Więcej informacji o Salinie znajdziecie tutaj – Stadnina Salino
Skansen w Nadolu
Skansen w Nadolu to zagroda gburska (gbur – gospodarz) z bogatą kolekcji i narzędzi rolniczych z początku XX wieku, które używane były na tych ziemiach. Znajduje się tu także jeden z największych na Kaszubach zbiorów narzędzi pszczelarskich. W chacie obejrzeć można m.in. piec zwany czarną kuchnią, meble czy nadal działający warsztat tkacki. Mimo że to skansen, to mam wrażenie, że jeszcze niedawno w niektórych domach w mojej wsi znalazłoby się podobny wystrój. Albo już taka stara jestem. 🙂 Polecam Wam bardzo taką podróż do przeszłości.
Więcej informacji o skansenie, godziny otwarcia, ceny biletów (bardzo tanie) znajdziecie tutaj – Skansen w Nadolu
Kompleks „Kaszubskie Oko” Gniewino
Architektura kompleksu tworzy formę oka – na środku wieża widokowa, która ma być źrenicą, kopiec i rabaty tworzą tęczówkę, a drewniane pergole rzęsy. Z wieży widokowej (na którą można wjechać windą) można zobaczyć górny zbiornik elektrowni szczytowo-pompowej. Ciekawa rzecz. Nie wiedziałam nawet, że istnieją takie elektrownie. Na dole bardzo fajne place zabaw dla dzieci, makiety dinozaurów i Stolemów (kaszubskich olbrzymów) i stanowiska do gry w mini golfa. Warto zajechać.

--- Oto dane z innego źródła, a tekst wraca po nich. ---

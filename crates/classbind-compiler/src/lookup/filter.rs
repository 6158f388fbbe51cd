//! Static / instance filtering of a trimmed lookup result.

use super::SemanticValue;
use crate::context::CompilationContext;

/// Keep what can be reached through a type name: nested types and static
/// members. Anything else degrades to `Void`.
pub fn filter_static(ctx: &CompilationContext, value: SemanticValue) -> SemanticValue {
    filter(ctx, value, true)
}

/// Keep what can be reached through an instance: non-static members only.
pub fn filter_non_static(ctx: &CompilationContext, value: SemanticValue) -> SemanticValue {
    filter(ctx, value, false)
}

fn filter(ctx: &CompilationContext, value: SemanticValue, want_static: bool) -> SemanticValue {
    match value {
        SemanticValue::Type(_) | SemanticValue::DeferredType(_) if want_static => value,
        SemanticValue::Type(_) | SemanticValue::DeferredType(_) => SemanticValue::Void,

        SemanticValue::Field(id) | SemanticValue::Property(id) | SemanticValue::Event(id) => {
            let is_field = matches!(value, SemanticValue::Field(_));
            // Properties and events without an accessor cannot be used either way.
            if !is_field && ctx.graph.underlying_method(id).is_none() {
                return SemanticValue::Void;
            }
            if ctx.graph.is_static_member(id) == want_static {
                value
            } else {
                SemanticValue::Void
            }
        }

        SemanticValue::MethodGroup(mut group) => {
            let mut i = 0;
            while let Some(method) = group.get(i) {
                if ctx.graph.member(method).is_static() == want_static {
                    i += 1;
                } else {
                    group.remove(i);
                }
            }
            if group.is_empty() {
                SemanticValue::Void
            } else {
                SemanticValue::MethodGroup(group)
            }
        }

        SemanticValue::IndexerGroup(mut indexers) => {
            indexers.retain(|&id| ctx.graph.is_static_member(id) == want_static);
            if indexers.is_empty() {
                SemanticValue::Void
            } else {
                SemanticValue::IndexerGroup(indexers)
            }
        }

        other => other,
    }
}

#[cfg(test)]
mod tests {
    use super::*;
    use crate::overload::MethodGroup;
    use classbind_core::{
        ClassEntry, ClassId, ClassKind, DataType, MemberData, MemberEntry, MemberFlags,
        PrimitiveType, Signature,
    };

    fn int() -> DataType {
        DataType::Primitive(PrimitiveType::Int32)
    }

    fn make_test_context() -> (CompilationContext, ClassId) {
        let mut ctx = CompilationContext::default();
        let class = ctx.graph.add_class(ClassEntry::new("C", "", ClassKind::Class));
        (ctx, class)
    }

    #[test]
    fn method_group_split_by_staticness() {
        let (mut ctx, c) = make_test_context();
        let s = ctx.graph.add_member(
            MemberEntry::method("M", c, Signature::void()).with_flags(MemberFlags::STATIC),
        );
        let i = ctx.graph.add_member(MemberEntry::method("M", c, Signature::new(int(), vec![])));
        let mut group = MethodGroup::new();
        group.push(s, c);
        group.push(i, c);

        let statics = filter_static(&ctx, SemanticValue::MethodGroup(group.clone()));
        assert_eq!(statics, SemanticValue::MethodGroup(MethodGroup::from_method(s, c)));
        let instance = filter_non_static(&ctx, SemanticValue::MethodGroup(group));
        assert_eq!(instance, SemanticValue::MethodGroup(MethodGroup::from_method(i, c)));
    }

    #[test]
    fn emptied_group_is_void() {
        let (mut ctx, c) = make_test_context();
        let i = ctx.graph.add_member(MemberEntry::method("M", c, Signature::void()));
        let value = SemanticValue::MethodGroup(MethodGroup::from_method(i, c));
        assert_eq!(filter_static(&ctx, value), SemanticValue::Void);
    }

    #[test]
    fn types_only_through_type_names() {
        let (ctx, c) = make_test_context();
        assert_eq!(filter_static(&ctx, SemanticValue::Type(c)), SemanticValue::Type(c));
        assert_eq!(filter_non_static(&ctx, SemanticValue::Type(c)), SemanticValue::Void);
    }

    #[test]
    fn fields_by_flag() {
        let (mut ctx, c) = make_test_context();
        let f = ctx.graph.add_member(MemberEntry::field("f", c, int()));
        assert_eq!(filter_static(&ctx, SemanticValue::Field(f)), SemanticValue::Void);
        assert_eq!(filter_non_static(&ctx, SemanticValue::Field(f)), SemanticValue::Field(f));
    }

    #[test]
    fn property_judged_by_accessor() {
        let (mut ctx, c) = make_test_context();
        let getter = ctx.graph.add_member(
            MemberEntry::method("get_P", c, Signature::new(int(), vec![]))
                .with_flags(MemberFlags::STATIC | MemberFlags::SPECIAL_NAME),
        );
        let p = ctx.graph.add_member(MemberEntry::property("P", c, int(), vec![]));
        assert_eq!(filter_static(&ctx, SemanticValue::Property(p)), SemanticValue::Void);

        if let MemberData::Property { getter: g, .. } = &mut ctx.graph.member_mut(p).data {
            *g = Some(getter);
        }
        assert_eq!(filter_static(&ctx, SemanticValue::Property(p)), SemanticValue::Property(p));
        assert_eq!(filter_non_static(&ctx, SemanticValue::Property(p)), SemanticValue::Void);
    }
}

Więcej informacji o Kaszubkim Oku znajdziecie tutaj – Kaszubskie Oko
Zamek Krokowa
Z czym Wam się kojarzą zamki? Mnie kojarzyły się ze starymi muzeami, w których trzeba było chodzić w kapciach i niczego nie dotykać. Zamek w Krokowej kompletnie zmienił mój sposób myślenia o zamkach. A to wszystko za sprawą przemiłej pani Joanny, która zamek zna jak własną kieszeń, i przepysznej kuchni zamkowej. Pani Joanna potrafi opowiedzieć historię rodziny von Krockow (zamek dawniej był ich siedzibą) dostosowując się do swojego odbiorcy. Widzicie na zdjęciach Jaśka ganiającego za panią Joanną? Nie nudził się ani chwili. Zaczarowała go. Zakochaliśmy się w pani Joannie. I w kuchni restauracji zamkowej również. Wszystko było przepyszne. Jeżeli nie macie czasu na zwiedzanie zamku, to polecam zajechać do Krokowej na obiad. Jeżeli jednak macie wolne popołudnie, pozwólcie oprowadzić się pani Joannie, przespacerujcie się wokół zamku, skorzystajcie z placu zabaw dla dzieci i zjedzcie zapiekany kogel mogel. Koniecznie.